* _Work to complete_: From the first line of the material through the line containing "deleting every account", restate everything word for word and nothing more.

* _Input material_:

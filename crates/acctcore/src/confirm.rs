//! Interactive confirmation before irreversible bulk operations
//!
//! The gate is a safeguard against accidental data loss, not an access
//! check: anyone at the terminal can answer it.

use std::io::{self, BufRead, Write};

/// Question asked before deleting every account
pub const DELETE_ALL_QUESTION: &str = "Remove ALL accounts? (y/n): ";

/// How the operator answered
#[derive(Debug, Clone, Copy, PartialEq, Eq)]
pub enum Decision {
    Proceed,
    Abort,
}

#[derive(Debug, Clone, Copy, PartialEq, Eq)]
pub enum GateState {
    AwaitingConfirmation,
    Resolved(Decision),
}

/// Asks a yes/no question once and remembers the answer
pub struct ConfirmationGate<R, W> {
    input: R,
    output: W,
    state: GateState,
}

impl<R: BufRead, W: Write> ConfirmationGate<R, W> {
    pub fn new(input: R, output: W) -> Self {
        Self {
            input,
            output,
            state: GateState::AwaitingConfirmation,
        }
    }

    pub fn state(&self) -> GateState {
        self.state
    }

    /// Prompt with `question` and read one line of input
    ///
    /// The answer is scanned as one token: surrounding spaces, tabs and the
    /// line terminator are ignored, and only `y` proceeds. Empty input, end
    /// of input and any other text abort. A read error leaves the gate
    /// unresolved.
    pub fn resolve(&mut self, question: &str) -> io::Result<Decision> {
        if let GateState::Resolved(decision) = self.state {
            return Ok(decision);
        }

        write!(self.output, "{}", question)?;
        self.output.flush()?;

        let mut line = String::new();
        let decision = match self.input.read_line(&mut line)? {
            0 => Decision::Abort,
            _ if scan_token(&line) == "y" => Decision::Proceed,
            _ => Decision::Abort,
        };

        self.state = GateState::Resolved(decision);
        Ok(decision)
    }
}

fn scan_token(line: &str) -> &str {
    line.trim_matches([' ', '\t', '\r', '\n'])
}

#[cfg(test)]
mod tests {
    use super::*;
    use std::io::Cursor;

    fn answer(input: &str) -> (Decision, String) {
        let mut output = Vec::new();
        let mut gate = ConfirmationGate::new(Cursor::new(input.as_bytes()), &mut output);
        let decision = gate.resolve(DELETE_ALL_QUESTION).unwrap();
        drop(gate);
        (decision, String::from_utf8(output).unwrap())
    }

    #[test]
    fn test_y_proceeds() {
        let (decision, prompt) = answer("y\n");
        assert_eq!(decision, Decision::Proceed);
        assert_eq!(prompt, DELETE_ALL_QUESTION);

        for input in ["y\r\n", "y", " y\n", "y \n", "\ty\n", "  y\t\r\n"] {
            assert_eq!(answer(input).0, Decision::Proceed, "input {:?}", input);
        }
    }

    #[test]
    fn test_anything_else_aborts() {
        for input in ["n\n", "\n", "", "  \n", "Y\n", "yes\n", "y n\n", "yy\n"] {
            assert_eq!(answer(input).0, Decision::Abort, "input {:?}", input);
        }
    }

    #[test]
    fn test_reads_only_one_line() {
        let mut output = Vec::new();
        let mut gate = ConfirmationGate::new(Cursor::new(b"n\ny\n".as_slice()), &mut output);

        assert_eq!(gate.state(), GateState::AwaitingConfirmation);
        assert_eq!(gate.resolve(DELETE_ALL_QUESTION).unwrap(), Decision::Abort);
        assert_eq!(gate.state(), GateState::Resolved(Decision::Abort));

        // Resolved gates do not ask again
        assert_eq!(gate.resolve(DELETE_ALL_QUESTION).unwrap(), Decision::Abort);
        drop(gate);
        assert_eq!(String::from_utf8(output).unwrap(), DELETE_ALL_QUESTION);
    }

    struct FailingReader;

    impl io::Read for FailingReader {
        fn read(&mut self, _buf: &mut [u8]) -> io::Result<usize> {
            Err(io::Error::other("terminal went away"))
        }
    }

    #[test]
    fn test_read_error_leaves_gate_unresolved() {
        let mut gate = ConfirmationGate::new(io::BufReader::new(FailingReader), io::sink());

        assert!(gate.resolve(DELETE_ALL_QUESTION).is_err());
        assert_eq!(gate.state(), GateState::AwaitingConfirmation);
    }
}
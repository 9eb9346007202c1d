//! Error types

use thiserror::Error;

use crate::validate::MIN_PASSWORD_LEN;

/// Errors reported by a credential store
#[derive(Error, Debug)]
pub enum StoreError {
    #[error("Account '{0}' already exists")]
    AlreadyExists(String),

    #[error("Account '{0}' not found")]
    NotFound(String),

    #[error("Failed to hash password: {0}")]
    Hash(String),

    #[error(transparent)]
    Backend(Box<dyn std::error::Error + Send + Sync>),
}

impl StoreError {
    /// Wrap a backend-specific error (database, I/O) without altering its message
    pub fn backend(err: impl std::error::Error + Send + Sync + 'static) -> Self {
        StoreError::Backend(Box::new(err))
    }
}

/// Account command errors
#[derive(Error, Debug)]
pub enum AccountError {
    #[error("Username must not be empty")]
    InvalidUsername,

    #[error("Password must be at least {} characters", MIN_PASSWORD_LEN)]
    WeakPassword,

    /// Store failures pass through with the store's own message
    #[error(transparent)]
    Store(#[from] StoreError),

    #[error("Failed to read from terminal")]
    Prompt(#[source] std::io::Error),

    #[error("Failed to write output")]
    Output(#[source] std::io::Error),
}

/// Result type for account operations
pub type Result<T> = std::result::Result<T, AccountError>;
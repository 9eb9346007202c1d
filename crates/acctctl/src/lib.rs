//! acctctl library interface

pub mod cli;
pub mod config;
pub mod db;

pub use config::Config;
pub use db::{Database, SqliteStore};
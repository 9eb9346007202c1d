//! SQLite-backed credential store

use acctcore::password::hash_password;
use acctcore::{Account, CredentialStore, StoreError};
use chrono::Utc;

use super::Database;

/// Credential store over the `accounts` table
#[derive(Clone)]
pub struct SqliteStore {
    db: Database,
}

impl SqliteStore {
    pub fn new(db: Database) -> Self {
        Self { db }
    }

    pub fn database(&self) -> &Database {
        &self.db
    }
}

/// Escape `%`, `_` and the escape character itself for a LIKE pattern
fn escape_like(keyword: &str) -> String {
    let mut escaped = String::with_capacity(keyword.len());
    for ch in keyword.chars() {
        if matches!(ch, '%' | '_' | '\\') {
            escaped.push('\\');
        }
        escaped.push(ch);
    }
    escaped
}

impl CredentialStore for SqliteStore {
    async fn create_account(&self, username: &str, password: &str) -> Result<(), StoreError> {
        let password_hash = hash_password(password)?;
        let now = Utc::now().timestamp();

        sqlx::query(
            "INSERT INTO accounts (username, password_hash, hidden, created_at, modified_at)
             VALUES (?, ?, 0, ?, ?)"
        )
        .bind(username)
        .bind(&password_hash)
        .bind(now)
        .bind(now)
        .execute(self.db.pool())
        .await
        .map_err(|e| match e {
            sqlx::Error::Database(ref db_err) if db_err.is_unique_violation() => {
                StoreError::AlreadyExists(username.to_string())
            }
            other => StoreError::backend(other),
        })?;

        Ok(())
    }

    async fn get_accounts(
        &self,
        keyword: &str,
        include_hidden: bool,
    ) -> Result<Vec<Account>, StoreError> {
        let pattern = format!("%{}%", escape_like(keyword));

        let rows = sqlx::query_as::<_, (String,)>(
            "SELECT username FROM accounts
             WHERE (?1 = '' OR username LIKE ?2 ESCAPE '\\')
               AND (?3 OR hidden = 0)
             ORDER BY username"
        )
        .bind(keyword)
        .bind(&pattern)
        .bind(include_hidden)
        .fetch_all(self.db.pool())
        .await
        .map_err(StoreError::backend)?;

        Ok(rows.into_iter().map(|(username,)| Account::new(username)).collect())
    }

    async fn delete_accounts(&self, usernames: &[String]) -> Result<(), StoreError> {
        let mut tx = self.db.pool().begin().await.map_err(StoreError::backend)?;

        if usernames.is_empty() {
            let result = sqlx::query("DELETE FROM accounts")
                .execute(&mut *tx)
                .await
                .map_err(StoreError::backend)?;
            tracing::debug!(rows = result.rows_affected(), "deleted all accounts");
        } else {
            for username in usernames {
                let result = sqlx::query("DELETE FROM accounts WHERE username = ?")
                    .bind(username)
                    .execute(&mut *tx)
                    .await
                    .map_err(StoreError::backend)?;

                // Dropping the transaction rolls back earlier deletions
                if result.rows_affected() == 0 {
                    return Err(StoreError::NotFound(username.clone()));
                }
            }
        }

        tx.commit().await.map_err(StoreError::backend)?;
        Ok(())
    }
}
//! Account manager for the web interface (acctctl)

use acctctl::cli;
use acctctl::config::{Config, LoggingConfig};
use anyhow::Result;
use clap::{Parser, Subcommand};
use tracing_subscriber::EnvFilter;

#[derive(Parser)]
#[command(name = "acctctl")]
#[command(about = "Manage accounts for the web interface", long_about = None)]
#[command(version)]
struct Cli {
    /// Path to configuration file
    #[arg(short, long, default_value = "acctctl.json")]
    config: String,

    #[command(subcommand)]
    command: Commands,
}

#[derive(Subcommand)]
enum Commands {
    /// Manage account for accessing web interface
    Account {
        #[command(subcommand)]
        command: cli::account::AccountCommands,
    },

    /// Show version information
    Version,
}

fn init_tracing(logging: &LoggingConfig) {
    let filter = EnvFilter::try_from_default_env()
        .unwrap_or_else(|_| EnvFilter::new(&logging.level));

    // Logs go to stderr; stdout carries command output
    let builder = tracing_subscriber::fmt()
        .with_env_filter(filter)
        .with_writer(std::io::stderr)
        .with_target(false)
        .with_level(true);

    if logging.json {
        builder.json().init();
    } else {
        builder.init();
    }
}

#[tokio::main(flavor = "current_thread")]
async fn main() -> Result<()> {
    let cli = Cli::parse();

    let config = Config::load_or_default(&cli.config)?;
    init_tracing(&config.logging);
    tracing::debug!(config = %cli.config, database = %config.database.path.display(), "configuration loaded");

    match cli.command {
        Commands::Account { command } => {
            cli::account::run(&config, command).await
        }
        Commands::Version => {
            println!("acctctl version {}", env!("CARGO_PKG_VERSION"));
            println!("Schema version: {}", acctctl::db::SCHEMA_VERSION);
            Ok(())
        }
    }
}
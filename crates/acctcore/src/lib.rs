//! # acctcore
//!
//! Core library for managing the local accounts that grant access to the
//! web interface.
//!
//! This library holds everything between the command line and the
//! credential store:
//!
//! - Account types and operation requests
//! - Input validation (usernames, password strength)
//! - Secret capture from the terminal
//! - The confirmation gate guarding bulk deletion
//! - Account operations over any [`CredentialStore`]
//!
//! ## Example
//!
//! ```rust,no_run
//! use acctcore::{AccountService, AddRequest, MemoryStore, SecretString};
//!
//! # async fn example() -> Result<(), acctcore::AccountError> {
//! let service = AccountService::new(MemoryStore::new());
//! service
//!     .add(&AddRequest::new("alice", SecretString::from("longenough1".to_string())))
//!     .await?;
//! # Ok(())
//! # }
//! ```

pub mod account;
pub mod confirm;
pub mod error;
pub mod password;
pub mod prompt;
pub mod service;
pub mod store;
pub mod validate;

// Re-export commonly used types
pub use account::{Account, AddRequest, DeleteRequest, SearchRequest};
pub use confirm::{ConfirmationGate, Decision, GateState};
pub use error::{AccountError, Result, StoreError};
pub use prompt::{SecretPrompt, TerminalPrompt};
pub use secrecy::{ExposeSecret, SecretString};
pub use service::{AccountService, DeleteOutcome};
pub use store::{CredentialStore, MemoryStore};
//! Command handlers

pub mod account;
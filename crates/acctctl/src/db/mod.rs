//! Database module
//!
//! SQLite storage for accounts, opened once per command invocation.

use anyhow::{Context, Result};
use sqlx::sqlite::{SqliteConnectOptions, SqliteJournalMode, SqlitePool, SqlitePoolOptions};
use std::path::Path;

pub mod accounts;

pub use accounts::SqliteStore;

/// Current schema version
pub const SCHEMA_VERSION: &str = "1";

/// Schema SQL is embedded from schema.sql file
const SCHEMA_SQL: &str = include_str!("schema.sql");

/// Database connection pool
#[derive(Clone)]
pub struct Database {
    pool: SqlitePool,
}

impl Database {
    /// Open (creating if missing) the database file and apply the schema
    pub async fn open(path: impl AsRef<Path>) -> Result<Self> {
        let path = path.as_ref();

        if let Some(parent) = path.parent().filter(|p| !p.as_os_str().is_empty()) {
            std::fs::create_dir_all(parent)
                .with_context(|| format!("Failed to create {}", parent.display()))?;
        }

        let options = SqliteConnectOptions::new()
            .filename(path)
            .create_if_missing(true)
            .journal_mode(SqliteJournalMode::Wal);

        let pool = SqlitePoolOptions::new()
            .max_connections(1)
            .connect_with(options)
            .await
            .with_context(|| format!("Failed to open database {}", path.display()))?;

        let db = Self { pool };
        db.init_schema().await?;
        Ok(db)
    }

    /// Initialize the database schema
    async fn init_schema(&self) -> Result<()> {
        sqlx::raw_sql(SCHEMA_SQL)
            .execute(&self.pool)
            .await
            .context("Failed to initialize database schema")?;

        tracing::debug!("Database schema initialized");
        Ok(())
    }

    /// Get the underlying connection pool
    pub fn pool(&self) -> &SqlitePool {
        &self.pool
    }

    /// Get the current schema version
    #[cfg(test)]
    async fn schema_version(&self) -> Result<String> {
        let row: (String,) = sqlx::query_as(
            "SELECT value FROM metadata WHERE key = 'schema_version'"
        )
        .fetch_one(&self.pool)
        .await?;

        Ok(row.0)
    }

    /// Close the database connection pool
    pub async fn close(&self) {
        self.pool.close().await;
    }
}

* _Solved problem_:
filename crates/acctcore/src/confirm.rs
//! Interactive confirmation before irreversible bulk operations
//!
//! The gate is a safeguard against accidental data loss, not an access
//! check: anyone at the terminal can answer it.

use std::io::{self, BufRead, Write};

/// Question asked before deleting every account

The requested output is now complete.